PROBLEM DETAILS> Count the lines below that contain the word "feeding" and give only that number.

EXERCISE DATA>
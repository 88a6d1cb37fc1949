//! PTY lifecycle: spawning a child attached to a pseudo-terminal, feeding
//! its output through a [`smtx_core::Term`], and writing keystrokes back.
//!
//! Grounded in `struct pty` from the original implementation: each pty owns
//! its own terminal state (there the primary/alternate screens live inside
//! the pty; here that's `Term`), a child pid, and a window size kept in
//! sync with the canvas rectangle that displays it.

use std::cell::RefCell;
use std::collections::VecDeque;
use std::io::{Read, Write};

use portable_pty::{native_pty_system, Child, CommandBuilder, MasterPty, PtySize};

use smtx_core::{Event, EventListener, Term, TermMode};

use crate::error::{Error, Result};

pub type PtyId = u32;

/// Routes terminal events (bell, title changes) into a queue a caller can
/// drain after feeding a chunk of output through `Term`.
///
/// `EventListener::send_event` takes `&self`, so the queue needs interior
/// mutability.
#[derive(Debug, Default)]
pub struct EventQueue(RefCell<VecDeque<Event>>);

impl EventListener for EventQueue {
    fn send_event(&self, event: Event) {
        self.0.borrow_mut().push_back(event);
    }
}

impl EventQueue {
    pub fn drain(&self) -> Vec<Event> {
        self.0.borrow_mut().drain(..).collect()
    }
}

/// One pseudo-terminal and the child process attached to it.
pub struct Pty {
    pub id: PtyId,
    pub term: Term<EventQueue>,
    master: Box<dyn MasterPty + Send>,
    writer: Box<dyn Write + Send>,
    child: Box<dyn Child + Send + Sync>,
    parser: vte::ansi::Processor,
    /// Set once the child has exited; carries its exit code.
    pub exited: Option<i32>,
}

impl std::fmt::Debug for Pty {
    fn fmt(&self, f: &mut std::fmt::Formatter<'_>) -> std::fmt::Result {
        f.debug_struct("Pty").field("id", &self.id).field("exited", &self.exited).finish()
    }
}

impl Pty {
    /// Spawn `command` (program name plus arguments; the user's shell if
    /// `None`) attached to a new pty of size `rows`x`cols`, with
    /// `scrollback` lines of history. The child sees `TERM`, `SMTX` (this
    /// process's pid), and `SMTX_VERSION`, with any inherited `LINES`/
    /// `COLUMNS` removed so it probes its real size instead.
    pub fn spawn(
        id: PtyId,
        rows: u16,
        cols: u16,
        scrollback: usize,
        term_env: &str,
        command: Option<&[&str]>,
    ) -> Result<Self> {
        let system = native_pty_system();
        let pair = system
            .openpty(PtySize { rows, cols, pixel_width: 0, pixel_height: 0 })
            .map_err(|e| Error::Startup(e.to_string()))?;

        let mut cmd = match command {
            Some([program, args @ ..]) => {
                let mut cmd = CommandBuilder::new(program);
                cmd.args(args);
                cmd
            }
            Some([]) | None => CommandBuilder::new(std::env::var("SHELL").unwrap_or_else(|_| "/bin/sh".to_string())),
        };
        cmd.env("TERM", term_env);
        cmd.env("SMTX", std::process::id().to_string());
        cmd.env("SMTX_VERSION", env!("CARGO_PKG_VERSION"));
        cmd.env_remove("LINES");
        cmd.env_remove("COLUMNS");

        let child = pair.slave.spawn_command(cmd).map_err(|e| Error::Startup(e.to_string()))?;
        let writer = pair.master.take_writer().map_err(|e| Error::Startup(e.to_string()))?;

        Ok(Self {
            id,
            term: Term::new(rows as usize, cols as usize, scrollback, EventQueue::default()),
            master: pair.master,
            writer,
            child,
            parser: vte::ansi::Processor::new(),
            exited: None,
        })
    }

    /// Read whatever is available from the pty and feed it through the VT
    /// parser. Returns the number of bytes read. `Ok(None)` means the pty
    /// had nothing to read right now (not EOF); `Ok(Some(0))` means the
    /// child has exited.
    pub fn pump_output(&mut self) -> Result<Option<usize>> {
        let mut reader = self.master.try_clone_reader().map_err(|e| Error::Startup(e.to_string()))?;
        let mut buf = [0u8; 4096];
        let n = match reader.read(&mut buf) {
            Ok(n) => n,
            Err(e) if e.kind() == std::io::ErrorKind::WouldBlock => return Ok(None),
            Err(e) => return Err(Error::Io(e)),
        };
        if n == 0 {
            self.exited = Some(self.child.wait().map(|s| s.exit_code() as i32).unwrap_or(-1));
            return Ok(Some(0));
        }
        self.parser.advance(&mut self.term, &buf[..n]);
        Ok(Some(n))
    }

    pub fn pid(&self) -> Option<u32> {
        self.child.process_id()
    }

    pub fn drain_events(&self) -> Vec<Event> {
        self.term.event_listener().drain()
    }

    /// `send`: write to the child, translating `\r` to `\r\n` when the
    /// terminal is in newline mode (LNM).
    pub fn send(&mut self, data: &str) -> Result<()> {
        if self.term.mode().contains(TermMode::LINE_FEED_NEW_LINE) && data == "\r" {
            self.writer.write_all(b"\r\n")?;
        } else {
            self.writer.write_all(data.as_bytes())?;
        }
        self.writer.flush()?;
        Ok(())
    }

    /// `pty_size`/reshape: resize the kernel pty and the virtual screen
    /// together.
    pub fn resize(&mut self, rows: u16, cols: u16) {
        let _ = self.master.resize(PtySize { rows, cols, pixel_width: 0, pixel_height: 0 });
        self.term.resize(rows as usize, cols as usize);
    }

    /// `quit`: signal the child's process group (falls back to a direct
    /// kill of the child handle if the pid is unavailable, e.g. already
    /// reaped).
    pub fn kill(&mut self) -> Result<()> {
        let Some(pid) = self.pid() else {
            return self.child.kill().map_err(Error::Io);
        };
        let pgid = nix::unistd::Pid::from_raw(-(pid as i32));
        nix::sys::signal::kill(pgid, nix::sys::signal::Signal::SIGHUP)
            .map_err(|errno| Error::InvalidSignal(errno as i32))
    }
}

/// Owns every live pty, keyed by id, mirroring the original's linked list
/// of `struct pty`.
#[derive(Debug, Default)]
pub struct PtyTable {
    ptys: Vec<Pty>,
    next_id: PtyId,
}

impl PtyTable {
    pub fn new() -> Self {
        Self { ptys: Vec::new(), next_id: 1 }
    }

    pub fn spawn(
        &mut self,
        rows: u16,
        cols: u16,
        scrollback: usize,
        term_env: &str,
        command: Option<&[&str]>,
    ) -> Result<PtyId> {
        let id = self.next_id;
        self.next_id += 1;
        let pty = Pty::spawn(id, rows, cols, scrollback, term_env, command)?;
        self.ptys.push(pty);
        Ok(id)
    }

    pub fn get(&self, id: PtyId) -> Option<&Pty> {
        self.ptys.iter().find(|p| p.id == id)
    }

    pub fn get_mut(&mut self, id: PtyId) -> Option<&mut Pty> {
        self.ptys.iter_mut().find(|p| p.id == id)
    }

    pub fn remove(&mut self, id: PtyId) {
        self.ptys.retain(|p| p.id != id);
    }

    pub fn iter_mut(&mut self) -> impl Iterator<Item = &mut Pty> {
        self.ptys.iter_mut()
    }

    pub fn iter(&self) -> impl Iterator<Item = &Pty> {
        self.ptys.iter()
    }
}
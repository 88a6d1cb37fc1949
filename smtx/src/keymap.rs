//! Key dispatch: two 128-entry ASCII tables (passthrough and command mode)
//! plus special-key handling for arrows and function keys, modeled as a
//! tagged `Action` instead of function-pointer tables.

use crossterm::event::{KeyCode, KeyEvent, KeyModifiers};

use crate::canvas::{Direction, SplitDir};

/// What a struck key does. Replaces the original's function-pointer +
/// string-argument pair with a single sum type; arities that needed an
/// argument string now carry typed payloads instead.
#[derive(Debug, Clone, Copy, PartialEq, Eq)]
pub enum Action {
    /// Unbound key in command mode: beep, do nothing else.
    Beep,
    /// Unbound key in passthrough mode: forward the struck character.
    Passthrough,
    /// Toggle between passthrough and command mode.
    Transition,
    /// Attach the focused canvas to the pty numbered by the prefix count.
    Attach,
    /// Scroll focused canvas's view by `n` lines (+1 down, -1 up).
    ScrollLine(i8),
    /// Scroll focused canvas's view horizontally (+1 right, -1 left).
    ScrollHist(i8),
    /// Equalize split fractions along the focused canvas's chain.
    Balance,
    /// Append `n` (prefix count, default 1) canvases along `SplitDir`.
    Create(SplitDir),
    /// Move focus one step in a screen direction.
    Mov(Direction),
    /// Grow/shrink the focused canvas's split fraction in a direction.
    Resize(Direction),
    /// Exchange the bound ptys of the focused canvas and its sibling.
    Swap,
    /// Set a tab stop at the cursor's column.
    NewTabstop,
    /// Cap the depth at which the canvas tree is drawn to the prefix count
    /// (or lift the cap entirely if no prefix was given).
    SetViewDepth,
    /// Set the default pty width to the prefix count.
    SetWidth,
    /// Set scrollback history (lines) to the prefix count.
    SetHistory,
    /// Remove the focused canvas, killing its pty.
    Prune,
    /// Accumulate a digit into the numeric prefix.
    Digit(u8),
    /// A literal escape sequence to send to the focused pty (function keys,
    /// Home/End/PageUp/PageDown/Backspace/Delete/Insert/BackTab/Enter).
    Send(&'static str),
    /// An arrow key: terminfo differs with cursor-key mode, so the final
    /// bytes are resolved against the focused pty's `TermMode` at dispatch
    /// time rather than baked in here.
    SendArrow(ArrowDir),
}

#[derive(Debug, Clone, Copy, PartialEq, Eq)]
pub enum ArrowDir {
    Up,
    Down,
    Right,
    Left,
}

impl ArrowDir {
    pub fn final_byte(self) -> char {
        match self {
            ArrowDir::Up => 'A',
            ArrowDir::Down => 'B',
            ArrowDir::Right => 'C',
            ArrowDir::Left => 'D',
        }
    }
}

#[derive(Debug, Clone, Copy, PartialEq, Eq)]
pub enum Mode {
    Passthrough,
    Command,
}

/// Resolve a special (non-ASCII) key the same way in either mode.
fn special_key(code: KeyCode) -> Option<Action> {
    Some(match code {
        KeyCode::F(1) => Action::Send("\x1bOP"),
        KeyCode::F(2) => Action::Send("\x1bOQ"),
        KeyCode::F(3) => Action::Send("\x1bOR"),
        KeyCode::F(4) => Action::Send("\x1bOS"),
        KeyCode::F(5) => Action::Send("\x1b[15~"),
        KeyCode::F(6) => Action::Send("\x1b[17~"),
        KeyCode::F(7) => Action::Send("\x1b[18~"),
        KeyCode::F(8) => Action::Send("\x1b[19~"),
        KeyCode::F(9) => Action::Send("\x1b[20~"),
        KeyCode::F(10) => Action::Send("\x1b[21~"),
        KeyCode::F(11) => Action::Send("\x1b[23~"),
        KeyCode::F(12) => Action::Send("\x1b[24~"),
        KeyCode::Home => Action::Send("\x1b[1~"),
        KeyCode::End => Action::Send("\x1b[4~"),
        KeyCode::PageUp => Action::Send("\x1b[5~"),
        KeyCode::PageDown => Action::Send("\x1b[6~"),
        KeyCode::Backspace => Action::Send("\x7f"),
        KeyCode::Delete => Action::Send("\x1b[3~"),
        KeyCode::Insert => Action::Send("\x1b[2~"),
        KeyCode::BackTab => Action::Send("\x1b[Z"),
        KeyCode::Enter => Action::Send("\r"),
        KeyCode::Up => Action::SendArrow(ArrowDir::Up),
        KeyCode::Down => Action::SendArrow(ArrowDir::Down),
        KeyCode::Right => Action::SendArrow(ArrowDir::Right),
        KeyCode::Left => Action::SendArrow(ArrowDir::Left),
        _ => return None,
    })
}

/// Command-mode bindings for printable ASCII.
fn command_key(c: char) -> Action {
    match c {
        '\r' | '\n' => Action::Transition,
        'a' => Action::Attach,
        'b' => Action::ScrollLine(-1),
        'f' => Action::ScrollLine(1),
        '>' => Action::ScrollHist(1),
        '<' => Action::ScrollHist(-1),
        '=' => Action::Balance,
        'c' => Action::Create(SplitDir::Horizontal),
        'C' => Action::Create(SplitDir::Vertical),
        'j' => Action::Mov(Direction::Down),
        'k' => Action::Mov(Direction::Up),
        'h' => Action::Mov(Direction::Left),
        'l' => Action::Mov(Direction::Right),
        'H' => Action::Resize(Direction::Left),
        'J' => Action::Resize(Direction::Down),
        'K' => Action::Resize(Direction::Up),
        'L' => Action::Resize(Direction::Right),
        's' => Action::Swap,
        't' => Action::NewTabstop,
        'v' => Action::SetViewDepth,
        'W' => Action::SetWidth,
        'Z' => Action::SetHistory,
        'x' => Action::Prune,
        '0'..='9' => Action::Digit(c as u8 - b'0'),
        _ => Action::Beep,
    }
}

/// Dispatch a key event in the given mode to an [`Action`].
///
/// `command_key` is the configured prefix (default `Ctrl-G`); striking it in
/// either mode toggles `mode` via [`Action::Transition`].
pub fn dispatch(mode: Mode, key: KeyEvent, prefix: u8) -> Action {
    if let Some(action) = special_key(key.code) {
        return action;
    }

    if let KeyCode::Char(c) = key.code {
        if key.modifiers.contains(KeyModifiers::CONTROL) {
            let byte = (c as u8) & 0x1f;
            if byte == prefix {
                return Action::Transition;
            }
        }

        return match mode {
            Mode::Passthrough => Action::Passthrough,
            Mode::Command => command_key(c),
        };
    }

    match mode {
        Mode::Passthrough => Action::Passthrough,
        Mode::Command => Action::Beep,
    }
}
//! 270-entry color palette for terminal emulation.
//!
//! Layout: 0–15 ANSI, 16–231 6×6×6 cube, 232–255 grayscale ramp,
//! 256–269 named semantic slots (foreground, background, cursor, dim
//! variants, bright/dim foreground).

use vte::ansi::{Color, NamedColor};

pub use vte::ansi::Rgb;

/// Total palette entries: 256 indexed + 14 named semantic slots.
pub const NUM_COLORS: usize = 270;

/// Standard xterm ANSI colors (indices 0–15).
const ANSI_COLORS: [Rgb; 16] = [
    Rgb { r: 0x00, g: 0x00, b: 0x00 }, // 0  Black
    Rgb { r: 0xcc, g: 0x00, b: 0x00 }, // 1  Red
    Rgb { r: 0x4e, g: 0x9a, b: 0x06 }, // 2  Green
    Rgb { r: 0xc4, g: 0xa0, b: 0x00 }, // 3  Yellow
    Rgb { r: 0x34, g: 0x65, b: 0xa4 }, // 4  Blue
    Rgb { r: 0x75, g: 0x50, b: 0x7b }, // 5  Magenta
    Rgb { r: 0x06, g: 0x98, b: 0x9a }, // 6  Cyan
    Rgb { r: 0xd3, g: 0xd7, b: 0xcf }, // 7  White
    Rgb { r: 0x55, g: 0x57, b: 0x53 }, // 8  Bright Black
    Rgb { r: 0xef, g: 0x29, b: 0x29 }, // 9  Bright Red
    Rgb { r: 0x8a, g: 0xe2, b: 0x34 }, // 10 Bright Green
    Rgb { r: 0xfc, g: 0xe9, b: 0x4f }, // 11 Bright Yellow
    Rgb { r: 0x72, g: 0x9f, b: 0xcf }, // 12 Bright Blue
    Rgb { r: 0xad, g: 0x7f, b: 0xa8 }, // 13 Bright Magenta
    Rgb { r: 0x34, g: 0xe2, b: 0xe2 }, // 14 Bright Cyan
    Rgb { r: 0xee, g: 0xee, b: 0xec }, // 15 Bright White
];

/// Default foreground (light gray).
const DEFAULT_FG: Rgb = Rgb { r: 0xd3, g: 0xd7, b: 0xcf };
/// Default background (black).
const DEFAULT_BG: Rgb = Rgb { r: 0x00, g: 0x00, b: 0x00 };
/// Default cursor color (white).
const DEFAULT_CURSOR: Rgb = Rgb { r: 0xff, g: 0xff, b: 0xff };

/// 270-entry color palette with indexed and named color slots.
///
/// Resolves `vte::ansi::Color` variants to concrete `Rgb` values. Supports
/// per-index overrides (OSC 4) and reset-to-default (OSC 104).
#[derive(Debug, Clone)]
pub struct Palette {
    /// Live palette entries.
    colors: [Rgb; NUM_COLORS],
    /// Factory defaults for reset operations.
    defaults: [Rgb; NUM_COLORS],
}

impl Default for Palette {
    fn default() -> Self {
        let colors = build_default_palette();
        Self { colors, defaults: colors }
    }
}

impl Palette {
    /// Resolve a `vte::ansi::Color` to an `Rgb` value.
    pub fn resolve(&self, color: Color) -> Rgb {
        match color {
            Color::Spec(rgb) => rgb,
            Color::Indexed(idx) => self.colors[idx as usize],
            Color::Named(name) => self.colors[name as usize],
        }
    }

    /// Set an indexed color (OSC 4).
    pub fn set_indexed(&mut self, index: usize, color: Rgb) {
        if index < NUM_COLORS {
            self.colors[index] = color;
        }
    }

    /// Reset an indexed color to its default (OSC 104).
    pub fn reset_indexed(&mut self, index: usize) {
        if index < NUM_COLORS {
            self.colors[index] = self.defaults[index];
        }
    }

    /// Default foreground color.
    pub fn foreground(&self) -> Rgb {
        self.colors[NamedColor::Foreground as usize]
    }

    /// Default background color.
    pub fn background(&self) -> Rgb {
        self.colors[NamedColor::Background as usize]
    }

    /// Cursor color.
    pub fn cursor_color(&self) -> Rgb {
        self.colors[NamedColor::Cursor as usize]
    }
}

/// Build the default xterm-256 palette with sensible semantic colors.
fn build_default_palette() -> [Rgb; NUM_COLORS] {
    let mut colors = [Rgb { r: 0, g: 0, b: 0 }; NUM_COLORS];

    // 0–15: ANSI colors.
    colors[..16].copy_from_slice(&ANSI_COLORS);

    // 16–231: 6×6×6 color cube.
    for r in 0..6u8 {
        for g in 0..6u8 {
            for b in 0..6u8 {
                let idx = 16 + (r as usize * 36) + (g as usize * 6) + b as usize;
                colors[idx] = Rgb {
                    r: if r == 0 { 0 } else { 55 + r * 40 },
                    g: if g == 0 { 0 } else { 55 + g * 40 },
                    b: if b == 0 { 0 } else { 55 + b * 40 },
                };
            }
        }
    }

    // 232–255: grayscale ramp.
    for i in 0..24u8 {
        let v = 8 + i * 10;
        colors[232 + i as usize] = Rgb { r: v, g: v, b: v };
    }

    // Named semantic slots.
    colors[NamedColor::Foreground as usize] = DEFAULT_FG;
    colors[NamedColor::Background as usize] = DEFAULT_BG;
    colors[NamedColor::Cursor as usize] = DEFAULT_CURSOR;

    // Dim variants (2/3 brightness of ANSI 0–7).
    for i in 0..8 {
        colors[NamedColor::DimBlack as usize + i] = dim(colors[i]);
    }

    // Bright/dim foreground.
    colors[NamedColor::BrightForeground as usize] = DEFAULT_FG;
    colors[NamedColor::DimForeground as usize] = dim(DEFAULT_FG);

    colors
}

/// Reduce a color to 2/3 brightness for dim variants.
fn dim(c: Rgb) -> Rgb {
    Rgb {
        r: (c.r as u16 * 2 / 3) as u8,
        g: (c.g as u16 * 2 / 3) as u8,
        b: (c.b as u16 * 2 / 3) as u8,
    }
}

#[cfg(test)]
mod tests;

FINISHED EXERCISE> 2